Retype the entries in full.
[Start of Attachment]
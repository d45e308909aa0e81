//! Chain-state executor interface
//!
//! One method per registered command. Parameter and return types are the
//! same wire types the command table declares, so the registry and this
//! trait always agree.

use async_trait::async_trait;
use devchain_primitives::{Address, HexData, Quantity, H256};

use crate::error::ExecutorResult;
use crate::types::{
    BlockInfo, BlockSelector, LogFilter, LogInfo, ReceiptInfo, TransactionInfo,
    TransactionRequest,
};

/// Answers typed commands against some chain state
#[async_trait]
pub trait ChainExecutor: Send + Sync {
    /// `web3_clientVersion`
    async fn client_version(&self) -> ExecutorResult<String>;

    /// `net_version`
    async fn net_version(&self) -> ExecutorResult<String>;

    /// `eth_chainId`
    async fn chain_id(&self) -> ExecutorResult<Quantity>;

    /// `eth_gasPrice`
    async fn gas_price(&self) -> ExecutorResult<Quantity>;

    /// `eth_blockNumber`
    async fn block_number(&self) -> ExecutorResult<Quantity>;

    /// `eth_getBalance`
    async fn balance(&self, address: Address, block: BlockSelector) -> ExecutorResult<Quantity>;

    /// `eth_getTransactionCount`
    async fn transaction_count(
        &self,
        address: Address,
        block: BlockSelector,
    ) -> ExecutorResult<Quantity>;

    /// `eth_getCode`
    async fn code(&self, address: Address, block: BlockSelector) -> ExecutorResult<HexData>;

    /// `eth_getStorageAt`
    async fn storage_at(
        &self,
        address: Address,
        position: Quantity,
        block: BlockSelector,
    ) -> ExecutorResult<HexData>;

    /// `eth_sendRawTransaction`; returns the transaction hash
    async fn send_raw_transaction(&self, data: HexData) -> ExecutorResult<H256>;

    /// `eth_call`
    async fn call(
        &self,
        request: TransactionRequest,
        block: BlockSelector,
    ) -> ExecutorResult<HexData>;

    /// `eth_estimateGas`
    async fn estimate_gas(&self, request: TransactionRequest) -> ExecutorResult<Quantity>;

    /// `eth_getBlockByNumber`
    async fn block_by_number(&self, block: BlockSelector, full: bool)
        -> ExecutorResult<BlockInfo>;

    /// `eth_getBlockByHash`
    async fn block_by_hash(&self, hash: H256, full: bool) -> ExecutorResult<BlockInfo>;

    /// `eth_getTransactionByHash`
    async fn transaction(&self, hash: H256) -> ExecutorResult<TransactionInfo>;

    /// `eth_getTransactionReceipt`
    async fn transaction_receipt(&self, hash: H256) -> ExecutorResult<ReceiptInfo>;

    /// `eth_getLogs`
    async fn logs(&self, filter: LogFilter) -> ExecutorResult<Vec<LogInfo>>;

    /// `evm_mine`; returns the new block number
    async fn mine_block(&self) -> ExecutorResult<Quantity>;
}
[End of Attachment]
EXPECTED ANSWER —
repository d45e308909aa0e81
//! Chain-state executor interface
//!
//! One method per registered command. Parameter and return types are the
//! same wire types the command table declares, so the registry and this
//! trait always agree.

use async_trait::async_trait;
use devchain_primitives::{Address, HexData, Quantity, H256};

use crate::error::ExecutorResult;
use crate::types::{
    BlockInfo, BlockSelector, LogFilter, LogInfo, ReceiptInfo, TransactionInfo,
    TransactionRequest,
};

/// Answers typed commands against some chain state
#[async_trait]
pub trait ChainExecutor: Send + Sync {
    /// `web3_clientVersion`
    async fn client_version(&self) -> ExecutorResult<String>;

    /// `net_version`
    async fn net_version(&self) -> ExecutorResult<String>;

    /// `eth_chainId`
    async fn chain_id(&self) -> ExecutorResult<Quantity>;

    /// `eth_gasPrice`
    async fn gas_price(&self) -> ExecutorResult<Quantity>;

    /// `eth_blockNumber`
    async fn block_number(&self) -> ExecutorResult<Quantity>;

    /// `eth_getBalance`
    async fn balance(&self, address: Address, block: BlockSelector) -> ExecutorResult<Quantity>;

    /// `eth_getTransactionCount`
    async fn transaction_count(
        &self,
        address: Address,
        block: BlockSelector,
    ) -> ExecutorResult<Quantity>;

    /// `eth_getCode`
    async fn code(&self, address: Address, block: BlockSelector) -> ExecutorResult<HexData>;

    /// `eth_getStorageAt`
    async fn storage_at(
        &self,
        address: Address,
        position: Quantity,
        block: BlockSelector,
    ) -> ExecutorResult<HexData>;

    /// `eth_sendRawTransaction`; returns the transaction hash
    async fn send_raw_transaction(&self, data: HexData) -> ExecutorResult<H256>;

    /// `eth_call`
    async fn call(
        &self,
        request: TransactionRequest,
        block: BlockSelector,
    ) -> ExecutorResult<HexData>;

    /// `eth_estimateGas`
    async fn estimate_gas(&self, request: TransactionRequest) -> ExecutorResult<Quantity>;

    /// `eth_getBlockByNumber`
    async fn block_by_number(&self, block: BlockSelector, full: bool)
        -> ExecutorResult<BlockInfo>;

    /// `eth_getBlockByHash`
    async fn block_by_hash(&self, hash: H256, full: bool) -> ExecutorResult<BlockInfo>;

    /// `eth_getTransactionByHash`
    async fn transaction(&self, hash: H256) -> ExecutorResult<TransactionInfo>;

    /// `eth_getTransactionReceipt`
    async fn transaction_receipt(&self, hash: H256) -> ExecutorResult<ReceiptInfo>;

    /// `eth_getLogs`
    async fn logs(&self, filter: LogFilter) -> ExecutorResult<Vec<LogInfo>>;

    /// `evm_mine`; returns the new block number
    async fn mine_block(&self) -> ExecutorResult<Quantity>;
}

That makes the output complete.